In full and word for word, copy the records that follow.

Data supplied =
=====
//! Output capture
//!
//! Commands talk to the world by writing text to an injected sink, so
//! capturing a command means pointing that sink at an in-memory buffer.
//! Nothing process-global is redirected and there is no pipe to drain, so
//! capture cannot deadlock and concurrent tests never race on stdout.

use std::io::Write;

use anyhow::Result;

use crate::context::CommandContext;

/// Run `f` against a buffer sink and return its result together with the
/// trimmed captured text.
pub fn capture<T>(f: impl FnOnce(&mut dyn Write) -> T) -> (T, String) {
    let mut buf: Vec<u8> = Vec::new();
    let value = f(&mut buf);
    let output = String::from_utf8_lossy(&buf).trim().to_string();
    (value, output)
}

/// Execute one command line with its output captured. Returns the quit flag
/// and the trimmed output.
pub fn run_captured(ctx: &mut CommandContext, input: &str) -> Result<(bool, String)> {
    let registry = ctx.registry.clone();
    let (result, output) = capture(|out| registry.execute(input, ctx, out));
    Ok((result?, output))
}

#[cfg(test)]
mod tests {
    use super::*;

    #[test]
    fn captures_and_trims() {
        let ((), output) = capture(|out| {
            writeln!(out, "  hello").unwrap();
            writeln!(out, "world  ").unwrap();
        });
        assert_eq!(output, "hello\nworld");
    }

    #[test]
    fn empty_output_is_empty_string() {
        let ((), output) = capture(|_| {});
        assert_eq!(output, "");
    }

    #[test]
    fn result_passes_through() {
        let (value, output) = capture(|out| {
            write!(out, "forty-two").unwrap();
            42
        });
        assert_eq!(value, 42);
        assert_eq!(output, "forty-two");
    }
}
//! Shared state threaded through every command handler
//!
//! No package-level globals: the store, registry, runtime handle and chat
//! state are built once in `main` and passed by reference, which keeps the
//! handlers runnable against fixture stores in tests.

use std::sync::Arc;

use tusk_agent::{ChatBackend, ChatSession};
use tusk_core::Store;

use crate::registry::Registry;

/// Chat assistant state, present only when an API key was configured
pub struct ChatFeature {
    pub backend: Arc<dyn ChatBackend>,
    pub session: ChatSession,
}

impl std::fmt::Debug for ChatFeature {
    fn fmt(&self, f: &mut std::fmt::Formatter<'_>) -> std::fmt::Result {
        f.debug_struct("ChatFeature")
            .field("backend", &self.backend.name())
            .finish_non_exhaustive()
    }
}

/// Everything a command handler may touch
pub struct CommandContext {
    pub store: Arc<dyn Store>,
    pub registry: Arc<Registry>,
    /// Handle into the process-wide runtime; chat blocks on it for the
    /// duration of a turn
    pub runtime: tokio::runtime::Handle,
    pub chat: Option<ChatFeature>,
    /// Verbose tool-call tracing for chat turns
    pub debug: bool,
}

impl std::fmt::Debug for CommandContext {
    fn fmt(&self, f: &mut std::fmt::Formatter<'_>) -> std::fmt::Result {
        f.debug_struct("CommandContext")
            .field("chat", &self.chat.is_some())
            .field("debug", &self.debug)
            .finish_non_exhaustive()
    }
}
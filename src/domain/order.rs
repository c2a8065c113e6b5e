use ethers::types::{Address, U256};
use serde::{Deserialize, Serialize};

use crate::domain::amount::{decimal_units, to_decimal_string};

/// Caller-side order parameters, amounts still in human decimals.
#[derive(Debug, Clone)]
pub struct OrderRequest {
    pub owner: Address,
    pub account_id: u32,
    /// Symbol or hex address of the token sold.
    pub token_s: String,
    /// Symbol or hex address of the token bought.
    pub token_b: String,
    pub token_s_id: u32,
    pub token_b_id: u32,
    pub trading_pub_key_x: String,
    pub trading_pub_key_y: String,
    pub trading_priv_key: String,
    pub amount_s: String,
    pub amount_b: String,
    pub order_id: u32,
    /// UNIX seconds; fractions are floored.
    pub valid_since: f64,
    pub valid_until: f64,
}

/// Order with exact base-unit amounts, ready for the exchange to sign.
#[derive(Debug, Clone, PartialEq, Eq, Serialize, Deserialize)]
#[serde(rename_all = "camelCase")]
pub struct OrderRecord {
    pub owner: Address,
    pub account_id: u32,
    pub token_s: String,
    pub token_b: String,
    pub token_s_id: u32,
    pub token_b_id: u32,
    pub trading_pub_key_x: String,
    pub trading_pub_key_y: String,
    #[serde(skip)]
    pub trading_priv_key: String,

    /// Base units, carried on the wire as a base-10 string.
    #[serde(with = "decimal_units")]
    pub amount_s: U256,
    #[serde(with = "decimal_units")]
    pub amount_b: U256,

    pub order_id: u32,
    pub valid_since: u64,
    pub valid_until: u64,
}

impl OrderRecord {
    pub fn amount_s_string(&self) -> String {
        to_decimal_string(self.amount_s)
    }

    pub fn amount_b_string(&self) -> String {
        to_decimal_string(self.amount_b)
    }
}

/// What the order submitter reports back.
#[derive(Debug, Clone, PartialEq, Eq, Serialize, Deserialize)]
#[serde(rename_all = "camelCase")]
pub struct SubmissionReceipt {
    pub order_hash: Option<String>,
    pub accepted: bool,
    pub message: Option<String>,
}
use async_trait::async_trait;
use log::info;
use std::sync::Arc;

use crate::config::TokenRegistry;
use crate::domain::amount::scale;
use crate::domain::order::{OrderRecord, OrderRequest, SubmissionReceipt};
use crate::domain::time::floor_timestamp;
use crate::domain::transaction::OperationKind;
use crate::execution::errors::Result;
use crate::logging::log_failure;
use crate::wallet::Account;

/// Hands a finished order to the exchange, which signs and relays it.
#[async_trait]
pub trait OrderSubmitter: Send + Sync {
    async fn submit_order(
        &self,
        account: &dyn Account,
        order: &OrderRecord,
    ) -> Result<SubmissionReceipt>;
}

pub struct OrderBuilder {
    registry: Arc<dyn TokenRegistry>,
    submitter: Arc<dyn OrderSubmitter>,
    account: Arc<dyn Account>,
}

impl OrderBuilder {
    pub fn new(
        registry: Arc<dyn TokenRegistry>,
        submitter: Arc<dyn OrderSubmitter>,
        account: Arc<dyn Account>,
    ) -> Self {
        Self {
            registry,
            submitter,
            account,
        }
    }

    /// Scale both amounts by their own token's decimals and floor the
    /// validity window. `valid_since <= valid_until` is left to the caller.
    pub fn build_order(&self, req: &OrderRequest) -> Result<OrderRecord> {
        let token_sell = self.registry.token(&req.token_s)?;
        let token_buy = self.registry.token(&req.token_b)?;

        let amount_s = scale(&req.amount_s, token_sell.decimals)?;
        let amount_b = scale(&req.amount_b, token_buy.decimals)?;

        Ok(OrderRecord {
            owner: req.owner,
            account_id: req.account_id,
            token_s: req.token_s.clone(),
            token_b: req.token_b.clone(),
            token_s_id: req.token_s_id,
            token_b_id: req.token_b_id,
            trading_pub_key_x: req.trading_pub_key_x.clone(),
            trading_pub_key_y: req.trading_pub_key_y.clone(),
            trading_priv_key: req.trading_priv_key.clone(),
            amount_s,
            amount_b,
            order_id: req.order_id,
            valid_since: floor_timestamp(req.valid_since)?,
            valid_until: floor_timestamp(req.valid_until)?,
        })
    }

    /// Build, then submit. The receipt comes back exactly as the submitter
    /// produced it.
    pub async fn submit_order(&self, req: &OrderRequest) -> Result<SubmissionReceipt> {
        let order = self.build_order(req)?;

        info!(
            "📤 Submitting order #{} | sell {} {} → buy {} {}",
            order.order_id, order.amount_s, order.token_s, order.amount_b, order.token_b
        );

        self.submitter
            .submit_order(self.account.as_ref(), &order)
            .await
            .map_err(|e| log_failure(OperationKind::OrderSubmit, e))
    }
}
=====
Written solution =
//! Output capture
//!
//! Commands talk to the world by writing text to an injected sink, so
//! capturing a command means pointing that sink at an in-memory buffer.
//! Nothing process-global is redirected and there is no pipe to drain, so
//! capture cannot deadlock and concurrent tests never race on stdout.

use std::io::Write;

use anyhow::Result;

use crate::context::CommandContext;

/// Run `f` against a buffer sink and return its result together with the
/// trimmed captured text.
pub fn capture<T>(f: impl FnOnce(&mut dyn Write) -> T) -> (T, String) {
    let mut buf: Vec<u8> = Vec::new();
    let value = f(&mut buf);
    let output = String::from_utf8_lossy(&buf).trim().to_string();
    (value, output)
}

/// Execute one command line with its output captured. Returns the quit flag
/// and the trimmed output.
pub fn run_captured(ctx: &mut CommandContext, input: &str) -> Result<(bool, String)> {
    let registry = ctx.registry.clone();
    let (result, output) = capture(|out| registry.execute(input, ctx, out));
    Ok((result?, output))
}

#[cfg(test)]
mod tests {
    use super::*;

    #[test]
    fn captures_and_trims() {
        let ((), output) = capture(|out| {
            writeln!(out, "  hello").unwrap();
            writeln!(out, "world  ").unwrap();
        });
        assert_eq!(output, "hello\nworld");
    }

    #[test]
    fn empty_output_is_empty_string() {
        let ((), output) = capture(|_| {});
        assert_eq!(output, "");
    }

    #[test]
    fn result_passes_through() {
        let (value, output) = capture(|out| {
            write!(out, "forty-two").unwrap();
            42
        });
        assert_eq!(value, 42);
        assert_eq!(output, "forty-two");
    }
}
//! Shared state threaded through every command handler
//!
//! No package-level globals: the store, registry, runtime handle and chat
//! state are built once in `main` and passed by reference, which keeps the
//! handlers runnable against fixture stores in tests.

use std::sync::Arc;

use tusk_agent::{ChatBackend, ChatSession};
use tusk_core::Store;

use crate::registry::Registry;

/// Chat assistant state, present only when an API key was configured
pub struct ChatFeature {
    pub backend: Arc<dyn ChatBackend>,
    pub session: ChatSession,
}

impl std::fmt::Debug for ChatFeature {
    fn fmt(&self, f: &mut std::fmt::Formatter<'_>) -> std::fmt::Result {
        f.debug_struct("ChatFeature")
            .field("backend", &self.backend.name())
            .finish_non_exhaustive()
    }
}

/// Everything a command handler may touch
pub struct CommandContext {
    pub store: Arc<dyn Store>,
    pub registry: Arc<Registry>,
    /// Handle into the process-wide runtime; chat blocks on it for the
    /// duration of a turn
    pub runtime: tokio::runtime::Handle,
    pub chat: Option<ChatFeature>,
    /// Verbose tool-call tracing for chat turns
    pub debug: bool,
}

impl std::fmt::Debug for CommandContext {
    fn fmt(&self, f: &mut std::fmt::Formatter<'_>) -> std::fmt::Result {
        f.debug_struct("CommandContext")
            .field("chat", &self.chat.is_some())
            .field("debug", &self.debug)
            .finish_non_exhaustive()
    }
}
filename src/domain/order.rs
repository c2a8065c113e6b5e
use ethers::types::{Address, U256};
use serde::{Deserialize, Serialize};

use crate::domain::amount::{decimal_units, to_decimal_string};

/// Caller-side order parameters, amounts still in human decimals.
#[derive(Debug, Clone)]
pub struct OrderRequest {
    pub owner: Address,
    pub account_id: u32,
    /// Symbol or hex address of the token sold.
    pub token_s: String,
    /// Symbol or hex address of the token bought.
    pub token_b: String,
    pub token_s_id: u32,
    pub token_b_id: u32,
    pub trading_pub_key_x: String,
    pub trading_pub_key_y: String,
    pub trading_priv_key: String,
    pub amount_s: String,
    pub amount_b: String,
    pub order_id: u32,
    /// UNIX seconds; fractions are floored.
    pub valid_since: f64,
    pub valid_until: f64,
}

/// Order with exact base-unit amounts, ready for the exchange to sign.
#[derive(Debug, Clone, PartialEq, Eq, Serialize, Deserialize)]
#[serde(rename_all = "camelCase")]
pub struct OrderRecord {
    pub owner: Address,
    pub account_id: u32,
    pub token_s: String,
    pub token_b: String,
    pub token_s_id: u32,
    pub token_b_id: u32,
    pub trading_pub_key_x: String,
    pub trading_pub_key_y: String,
    #[serde(skip)]
    pub trading_priv_key: String,

    /// Base units, carried on the wire as a base-10 string.
    #[serde(with = "decimal_units")]
    pub amount_s: U256,
    #[serde(with = "decimal_units")]
    pub amount_b: U256,

    pub order_id: u32,
    pub valid_since: u64,
    pub valid_until: u64,
}

impl OrderRecord {
    pub fn amount_s_string(&self) -> String {
        to_decimal_string(self.amount_s)
    }

    pub fn amount_b_string(&self) -> String {
        to_decimal_string(self.amount_b)
    }
}

/// What the order submitter reports back.
#[derive(Debug, Clone, PartialEq, Eq, Serialize, Deserialize)]
#[serde(rename_all = "camelCase")]
pub struct SubmissionReceipt {
    pub order_hash: Option<String>,
    pub accepted: bool,
    pub message: Option<String>,
}
use async_trait::async_trait;
use log::info;
use std::sync::Arc;

use crate::config::TokenRegistry;
use crate::domain::amount::scale;
use crate::domain::order::{OrderRecord, OrderRequest, SubmissionReceipt};
use crate::domain::time::floor_timestamp;
use crate::domain::transaction::OperationKind;
use crate::execution::errors::Result;
use crate::logging::log_failure;
use crate::wallet::Account;

/// Hands a finished order to the exchange, which signs and relays it.
#[async_trait]
pub trait OrderSubmitter: Send + Sync {
    async fn submit_order(
        &self,
        account: &dyn Account,
        order: &OrderRecord,
    ) -> Result<SubmissionReceipt>;
}

pub struct OrderBuilder {
    registry: Arc<dyn TokenRegistry>,
    submitter: Arc<dyn OrderSubmitter>,
    account: Arc<dyn Account>,
}

impl OrderBuilder {
    pub fn new(
        registry: Arc<dyn TokenRegistry>,
        submitter: Arc<dyn OrderSubmitter>,
        account: Arc<dyn Account>,
    ) -> Self {
        Self {
            registry,
            submitter,
            account,
        }
    }

    /// Scale both amounts by their own token's decimals and floor the
    /// validity window. `valid_since <= valid_until` is left to the caller.
    pub fn build_order(&self, req: &OrderRequest) -> Result<OrderRecord> {
        let token_sell = self.registry.token(&req.token_s)?;
        let token_buy = self.registry.token(&req.token_b)?;

        let amount_s = scale(&req.amount_s, token_sell.decimals)?;
        let amount_b = scale(&req.amount_b, token_buy.decimals)?;

        Ok(OrderRecord {
            owner: req.owner,
            account_id: req.account_id,
            token_s: req.token_s.clone(),
            token_b: req.token_b.clone(),
            token_s_id: req.token_s_id,
            token_b_id: req.token_b_id,
            trading_pub_key_x: req.trading_pub_key_x.clone(),
            trading_pub_key_y: req.trading_pub_key_y.clone(),
            trading_priv_key: req.trading_priv_key.clone(),
            amount_s,
            amount_b,
            order_id: req.order_id,
            valid_since: floor_timestamp(req.valid_since)?,
            valid_until: floor_timestamp(req.valid_until)?,
        })
    }

    /// Build, then submit. The receipt comes back exactly as the submitter
    /// produced it.
    pub async fn submit_order(&self, req: &OrderRequest) -> Result<SubmissionReceipt> {
        let order = self.build_order(req)?;

        info!(
            "📤 Submitting order #{} | sell {} {} → buy {} {}",
            order.order_id, order.amount_s, order.token_s, order.amount_b, order.token_b
        );

        self.submitter
            .submit_order(self.account.as_ref(), &order)
            .await
            .map_err(|e| log_failure(OperationKind::OrderSubmit, e))
    }
}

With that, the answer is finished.